Daconta agrees that what OMB is asking is a heavy lift for agencies. Government is good at creating councils and committees and holding meetings to study how to get at this data, he says, adding, "But the question is, who is at that meeting: someone with the authority to get business sub-units in line or just a placeholder with no authority?"
Useful goals
Departments will start to work on data asset inventories and public data listings, as the executive order requires, but what is tougher is measuring the completeness of those data sets. Daconta says, "In some large agencies, they may not know all the data sets they have, and getting business units to share can be difficult."
CREW's Schuman says agencies don't have sound reasons for not creating data inventories. "Putting aside the benefits to the public, I would argue that if they don't have a data inventory, they aren't serving the needs of the agency. If you don't know what you have, you may be duplicating efforts and wasting resources,"
Another challenge is measuring the impact of making data public. What would you measure and how? The Office of Management and Budget is creating a cross-agency team to look at performance goals. "It can't just be how many data sets are made public," Bennett says. "Some agencies broke it down by year to make the number of data sets sound impressive but not any more helpful to the public. They will study how to set up performance goals that are actually useful."
Bennett notes that among the agencies that have made the most progress so far are Health & Human Services, Transportation, the General Services Administration and Education. "Some agencies are just used to being outward facing and used to working with the public," she says.
Change at HHS
Bryan Sivak, CTO at the Department of Health & Human Services, has made it his focus to leverage the department's underutilized assets, and the first one he focused on is data. For the last several years, Sivak and his predecessor Todd Park, now the federal CTO, looked at all the data HHS has or curates or collects with an eye on making it available to people outside government. An effort started three years ago to give 45 private-sector programmers access to 10 HHS data sets led to the development of 21 different applications, Sivak said at a recent Converge health IT summit meeting in Philadelphia. That effort has ballooned into an annual Health Datapalooza conference in Washington that draws more than 2,000 people. You can read more about those efforts at HealthData.gov.

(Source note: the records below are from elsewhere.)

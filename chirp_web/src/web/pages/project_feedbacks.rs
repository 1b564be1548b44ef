use leptos::prelude::*;

use chirp::loader::ModuleExports;
use chirp::store::{FeedbackStatus, FeedbackStore};

use super::super::loaders::page;
use super::super::Renderable;

pub(crate) fn exports() -> ModuleExports<Renderable> {
    ModuleExports::new().with_default(page(|params| {
        let project_id = params.get("project_id").unwrap_or_default().to_string();
        view! { <ProjectFeedbacksPage project_id=project_id /> }.into_any()
    }))
}

#[component]
fn ProjectFeedbacksPage(project_id: String) -> impl IntoView {
    let feedbacks = expect_context::<RwSignal<FeedbackStore>>();

    let id = project_id.clone();
    let rows = move || feedbacks.with(|s| s.for_project(&id));

    view! {
        <div class="feedback-list">
            <Show
                when={
                    let rows = rows.clone();
                    move || !rows().is_empty()
                }
                fallback=|| {
                    view! {
                        <div class="empty-state">
                            "No feedback yet. Install the widget and notes will land here."
                        </div>
                    }
                }
            >
                <For
                    each=rows.clone()
                    key=|f| f.id.clone()
                    children=move |f| {
                        let fid = f.id.clone();
                        let status = f.status;
                        view! {
                            <div class="feedback-row">
                                <div class="feedback-main">
                                    <span class=format!("badge {}", f.kind.label())>
                                        {f.kind.label()}
                                    </span>
                                    <span class=format!("badge priority {}", f.priority.label())>
                                        {f.priority.label()}
                                    </span>
                                    <span class="feedback-content">{f.content.clone()}</span>
                                </div>
                                <div class="feedback-meta">
                                    <code class="selector">{f.element.clone()}</code>
                                    <span class="subtle">{f.path.clone()}</span>
                                    <span class="subtle">{f.reporter.clone()}</span>
                                    <span class="subtle">{f.browser.clone()}</span>
                                </div>
                                <select
                                    class="status-select"
                                    prop:value=status.label()
                                    on:change=move |ev| {
                                        let v = event_target_value(&ev);
                                        let Some(next) = FeedbackStatus::ALL
                                            .iter()
                                            .copied()
                                            .find(|s| s.label() == v)
                                        else {
                                            return;
                                        };
                                        let fid = fid.clone();
                                        feedbacks.update(|s| {
                                            let _ = s.set_status(&fid, next);
                                        });
                                    }
                                >
                                    {FeedbackStatus::ALL
                                        .iter()
                                        .map(|s| {
                                            view! {
                                                <option value=s.label()>{s.label()}</option>
                                            }
                                        })
                                        .collect_view()}
                                </select>
                            </div>
                        }
                    }
                />
            </Show>
        </div>
    }
}
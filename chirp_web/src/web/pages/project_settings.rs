use leptos::prelude::*;

use chirp::loader::ModuleExports;
use chirp::store::ProjectStore;

use super::super::loaders::page;
use super::super::router::Navigator;
use super::super::shell::{ToastLevel, Toasts};
use super::super::Renderable;

pub(crate) fn exports() -> ModuleExports<Renderable> {
    ModuleExports::new().with_default(page(|params| {
        let project_id = params.get("project_id").unwrap_or_default().to_string();
        view! { <ProjectSettingsPage project_id=project_id /> }.into_any()
    }))
}

#[component]
fn ProjectSettingsPage(project_id: String) -> impl IntoView {
    let projects = expect_context::<RwSignal<ProjectStore>>();
    let toasts = expect_context::<Toasts>();
    let nav = expect_context::<Navigator>();

    let id = project_id.clone();
    let project = Signal::derive(move || projects.with(|s| s.get(&id).cloned()));

    let (name, set_name) = signal(String::new());
    let (url, set_url) = signal(String::new());
    // Seed the form from the store once the project is known.
    Effect::new(move |seeded: Option<bool>| {
        if seeded.unwrap_or(false) {
            return true;
        }
        match project.get() {
            Some(p) => {
                set_name.set(p.name);
                set_url.set(p.url);
                true
            }
            None => false,
        }
    });

    let save = {
        let id = project_id.clone();
        move |_| {
            let id = id.clone();
            let new_name = name.get_untracked().trim().to_string();
            let new_url = url.get_untracked().trim().to_string();
            if new_name.is_empty() || new_url.is_empty() {
                toasts.push(ToastLevel::Error, "Name and URL are required");
                return;
            }
            let updated = projects.try_update(|s| {
                s.update(&id, |p| {
                    p.name = new_name.clone();
                    p.url = new_url.clone();
                })
            });
            if updated.unwrap_or(false) {
                toasts.push(ToastLevel::Success, "Project saved");
            }
        }
    };

    let regenerate = {
        let id = project_id.clone();
        move |_| {
            let id = id.clone();
            let key = projects.try_update(|s| s.regenerate_api_key(&id)).flatten();
            match key {
                Some(_) => toasts.push(ToastLevel::Success, "API key regenerated"),
                None => toasts.push(ToastLevel::Error, "Project no longer exists"),
            }
        }
    };

    let delete = {
        let id = project_id.clone();
        move |_| {
            let id = id.clone();
            let name = project.get_untracked().map(|p| p.name).unwrap_or_default();
            projects.update(|s| {
                let _ = s.delete(&id);
            });
            toasts.push(ToastLevel::Info, format!("Project \"{name}\" deleted"));
            nav.navigate("/dashboard/projects");
        }
    };

    view! {
        <div class="project-settings">
            <Show
                when=move || project.get().is_some()
                fallback=|| view! { <div class="empty-state">"This project no longer exists."</div> }
            >
                <section class="panel">
                    <h2>"General"</h2>
                    <label class="field">
                        <span>"Name"</span>
                        <input
                            type="text"
                            prop:value=move || name.get()
                            on:input=move |ev| set_name.set(event_target_value(&ev))
                        />
                    </label>
                    <label class="field">
                        <span>"URL"</span>
                        <input
                            type="text"
                            prop:value=move || url.get()
                            on:input=move |ev| set_url.set(event_target_value(&ev))
                        />
                    </label>
                    <button class="btn primary" on:click=save.clone()>"Save changes"</button>
                </section>

                <section class="panel">
                    <h2>"Widget key"</h2>
                    <p class="subtle">
                        "Paste this key into the widget snippet. Regenerating revokes the old key "
                        "immediately."
                    </p>
                    <code class="api-key">
                        {move || {
                            project.get().map(|p| p.api_key).unwrap_or_default()
                        }}
                    </code>
                    <button class="btn ghost" on:click=regenerate.clone()>"Regenerate key"</button>
                </section>

                <section class="panel danger">
                    <h2>"Danger zone"</h2>
                    <p class="subtle">"Deleting a project removes it from the dashboard."</p>
                    <button class="btn danger" on:click=delete.clone()>"Delete project"</button>
                </section>
            </Show>
        </div>
    }
}
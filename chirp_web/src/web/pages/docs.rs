//! Docs pages. Content ships with the bundle as Markdown and renders at
//! mount; the lazy boundary is the module itself, like every other route.

use leptos::prelude::*;

use chirp::loader::ModuleExports;

use super::super::loaders::page;
use super::super::markdown::render_markdown;
use super::super::Renderable;

const OVERVIEW_MD: &str = include_str!("../../../content/overview.md");
const IMPLEMENTATION_MD: &str = include_str!("../../../content/implementation.md");

pub(crate) fn overview_exports() -> ModuleExports<Renderable> {
    ModuleExports::new()
        .with_default(page(|_params| view! { <DocPage source=OVERVIEW_MD /> }.into_any()))
}

pub(crate) fn implementation_exports() -> ModuleExports<Renderable> {
    ModuleExports::new()
        .with_default(page(|_params| view! { <DocPage source=IMPLEMENTATION_MD /> }.into_any()))
}

#[component]
fn DocPage(source: &'static str) -> impl IntoView {
    view! { <article class="doc-article" inner_html=render_markdown(source)></article> }
}
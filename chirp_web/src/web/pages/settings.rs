use leptos::prelude::*;

use chirp::loader::ModuleExports;

use super::super::loaders::page;
use super::super::shell::{ToastLevel, Toasts};
use super::super::theme::Theme;
use super::super::Renderable;

pub(crate) fn exports() -> ModuleExports<Renderable> {
    ModuleExports::new().with_default(page(|_params| view! { <SettingsPage /> }.into_any()))
}

/// Account settings. Everything here is session state; the demo has no
/// account backend to persist to.
#[component]
fn SettingsPage() -> impl IntoView {
    let toasts = expect_context::<Toasts>();
    let theme = expect_context::<RwSignal<Theme>>();

    let (display_name, set_display_name) = signal("Alice Moreau".to_string());
    let (email, set_email) = signal("alice@example.com".to_string());
    let (notify_new, set_notify_new) = signal(true);
    let (notify_digest, set_notify_digest) = signal(false);

    let save = move |_| {
        toasts.push(ToastLevel::Success, "Settings saved");
    };

    view! {
        <div class="settings">
            <h1 class="page-title">"Settings"</h1>

            <section class="panel">
                <h2>"Profile"</h2>
                <label class="field">
                    <span>"Display name"</span>
                    <input
                        type="text"
                        prop:value=move || display_name.get()
                        on:input=move |ev| set_display_name.set(event_target_value(&ev))
                    />
                </label>
                <label class="field">
                    <span>"Email"</span>
                    <input
                        type="email"
                        prop:value=move || email.get()
                        on:input=move |ev| set_email.set(event_target_value(&ev))
                    />
                </label>
            </section>

            <section class="panel">
                <h2>"Notifications"</h2>
                <label class="field inline">
                    <input
                        type="checkbox"
                        prop:checked=move || notify_new.get()
                        on:change=move |ev| set_notify_new.set(event_target_checked(&ev))
                    />
                    <span>"Email me when new feedback arrives"</span>
                </label>
                <label class="field inline">
                    <input
                        type="checkbox"
                        prop:checked=move || notify_digest.get()
                        on:change=move |ev| set_notify_digest.set(event_target_checked(&ev))
                    />
                    <span>"Weekly digest"</span>
                </label>
            </section>

            <section class="panel">
                <h2>"Appearance"</h2>
                <label class="field">
                    <span>"Theme"</span>
                    <select
                        prop:value=move || theme.get().label().to_string()
                        on:change=move |ev| {
                            let v = event_target_value(&ev);
                            if v == Theme::Dark.label() {
                                theme.set(Theme::Dark);
                            } else if v == Theme::Light.label() {
                                theme.set(Theme::Light);
                            }
                        }
                    >
                        <option value=Theme::Dark.label()>"Dark"</option>
                        <option value=Theme::Light.label()>"Light"</option>
                    </select>
                </label>
            </section>

            <button class="btn primary" on:click=save>"Save settings"</button>
        </div>
    }
}
use leptos::prelude::*;

use chirp::loader::ModuleExports;
use chirp::router::RouteKey;
use chirp::store::{FeedbackStore, NewProject, ProjectStore, Tier};

use super::super::loaders::page;
use super::super::prefetch_link::PrefetchLink;
use super::super::shell::{ToastLevel, Toasts};
use super::super::Renderable;

pub(crate) fn exports() -> ModuleExports<Renderable> {
    ModuleExports::new().with_default(page(|_params| view! { <ProjectsPage /> }.into_any()))
}

#[component]
fn ProjectsPage() -> impl IntoView {
    let projects = expect_context::<RwSignal<ProjectStore>>();
    let feedbacks = expect_context::<RwSignal<FeedbackStore>>();
    let (modal_open, set_modal_open) = signal(false);

    view! {
        <div class="projects">
            <div class="page-header">
                <h1 class="page-title">"Projects"</h1>
                <button class="btn primary" on:click=move |_| set_modal_open.set(true)>
                    "+ Add project"
                </button>
            </div>

            <div class="project-grid">
                {move || {
                    projects.with(|ps| {
                        ps.projects()
                            .iter()
                            .map(|p| {
                                let href = format!("/dashboard/projects/{}", p.id);
                                let count = feedbacks.with(|fs| fs.count_for(&p.id));
                                view! {
                                    <PrefetchLink
                                        href=href
                                        prefetch=RouteKey::ProjectDetailLayout
                                        class={"project-card".to_string()}
                                    >
                                        <div class="project-card-head">
                                            <span class="project-name">{p.name.clone()}</span>
                                            <span class=format!("status-dot {}", p.status.label())>
                                            </span>
                                        </div>
                                        <div class="subtle">{p.url.clone()}</div>
                                        <div class="project-card-foot">
                                            <span class="badge tier">{p.tier.label()}</span>
                                            <span class="subtle">
                                                {format!("{count} feedback")}
                                            </span>
                                            <span class="subtle">
                                                {format!("active {}", p.last_active)}
                                            </span>
                                        </div>
                                    </PrefetchLink>
                                }
                            })
                            .collect_view()
                    })
                }}
            </div>

            <Show when=move || modal_open.get()>
                <AddProjectModal on_close=move || set_modal_open.set(false) />
            </Show>
        </div>
    }
}

#[component]
fn AddProjectModal(on_close: impl Fn() + Copy + Send + Sync + 'static) -> impl IntoView {
    let projects = expect_context::<RwSignal<ProjectStore>>();
    let toasts = expect_context::<Toasts>();

    let (name, set_name) = signal(String::new());
    let (url, set_url) = signal(String::new());
    let (dev_name, set_dev_name) = signal(String::new());
    let (tier, set_tier) = signal(Tier::Free);
    let (is_local, set_is_local) = signal(false);
    let (local_port, set_local_port) = signal(String::new());
    let (error, set_error) = signal::<Option<String>>(None);

    let create = move |_| {
        let name = name.get_untracked().trim().to_string();
        let url = url.get_untracked().trim().to_string();
        if name.is_empty() || url.is_empty() {
            set_error.set(Some("Name and URL are required".to_string()));
            return;
        }
        let local = is_local.get_untracked();
        let port = local_port.get_untracked().trim().to_string();
        let new = NewProject {
            name: name.clone(),
            url,
            local_port: if local && !port.is_empty() { Some(port) } else { None },
            dev_name: dev_name.get_untracked().trim().to_string(),
            tier: tier.get_untracked(),
            is_local: local,
        };
        projects.update(|s| {
            let _ = s.add(new);
        });
        toasts.push(ToastLevel::Success, format!("Project \"{name}\" created"));
        on_close();
    };

    view! {
        <div class="modal-overlay" on:click=move |_| on_close()>
            <div class="modal" on:click=move |ev| ev.stop_propagation()>
                <h2>"Add project"</h2>

                <label class="field">
                    <span>"Name"</span>
                    <input
                        type="text"
                        placeholder="My storefront"
                        prop:value=move || name.get()
                        on:input=move |ev| set_name.set(event_target_value(&ev))
                    />
                </label>

                <label class="field">
                    <span>"URL"</span>
                    <input
                        type="text"
                        placeholder="https://shop.example.com"
                        prop:value=move || url.get()
                        on:input=move |ev| set_url.set(event_target_value(&ev))
                    />
                </label>

                <label class="field">
                    <span>"Developer"</span>
                    <input
                        type="text"
                        placeholder="Who owns this project?"
                        prop:value=move || dev_name.get()
                        on:input=move |ev| set_dev_name.set(event_target_value(&ev))
                    />
                </label>

                <label class="field">
                    <span>"Plan"</span>
                    <select
                        prop:value=move || tier.get().label().to_string()
                        on:change=move |ev| {
                            let v = event_target_value(&ev);
                            if v == Tier::Free.label() {
                                set_tier.set(Tier::Free);
                            } else if v == Tier::Pro.label() {
                                set_tier.set(Tier::Pro);
                            } else if v == Tier::Premium.label() {
                                set_tier.set(Tier::Premium);
                            }
                        }
                    >
                        <option value=Tier::Free.label()>"Free"</option>
                        <option value=Tier::Pro.label()>"Pro"</option>
                        <option value=Tier::Premium.label()>"Premium"</option>
                    </select>
                </label>

                <label class="field inline">
                    <input
                        type="checkbox"
                        prop:checked=move || is_local.get()
                        on:change=move |ev| set_is_local.set(event_target_checked(&ev))
                    />
                    <span>"Local development project"</span>
                </label>

                <Show when=move || is_local.get()>
                    <label class="field">
                        <span>"Local port"</span>
                        <input
                            type="text"
                            placeholder="5173"
                            prop:value=move || local_port.get()
                            on:input=move |ev| set_local_port.set(event_target_value(&ev))
                        />
                    </label>
                </Show>

                <Show when=move || error.get().is_some()>
                    <div class="form-error">{move || error.get().unwrap_or_default()}</div>
                </Show>

                <div class="modal-actions">
                    <button class="btn ghost" on:click=move |_| on_close()>"Cancel"</button>
                    <button class="btn primary" on:click=create>"Create project"</button>
                </div>
            </div>
        </div>
    }
}
//! Browser-hosted WASM app for the Chirp site.
//!
//! This crate is intentionally a stub by default so the workspace builds on
//! native targets without requiring wasm toolchains.
//!
//! Enable the real app with: `--features web` (and a wasm32 target).

/// Placeholder function for non-web (or non-wasm) builds.
#[cfg(not(all(feature = "web", target_arch = "wasm32")))]
pub fn placeholder() {
    // No-op.
}

#[cfg(all(feature = "web", target_arch = "wasm32"))]
mod web;

#[cfg(all(feature = "web", target_arch = "wasm32"))]
pub use web::start;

Sivak referenced the presidential executive order mandating open data. "This movement has visibility and drive from the highest levels of government," he said. "We have been successful in liberating data that has been locked up in silos." The Centers for Medicare and Medicaid Services (CMS) has been protective of data traditionally and there are still some recalcitrant holdouts. But, he added, HHS is releasing new data sets all the time, such as hospital pricing data, which had 200,000 downloads in the first week.
In an attempt to help outside developers take better advantage of the data, HHS is partnering with Code Academy (), which will hold online classes focused on how to use HHS data sets. "We have changed the default setting in HHS," he said, "so that people think of releasing data as what they should do."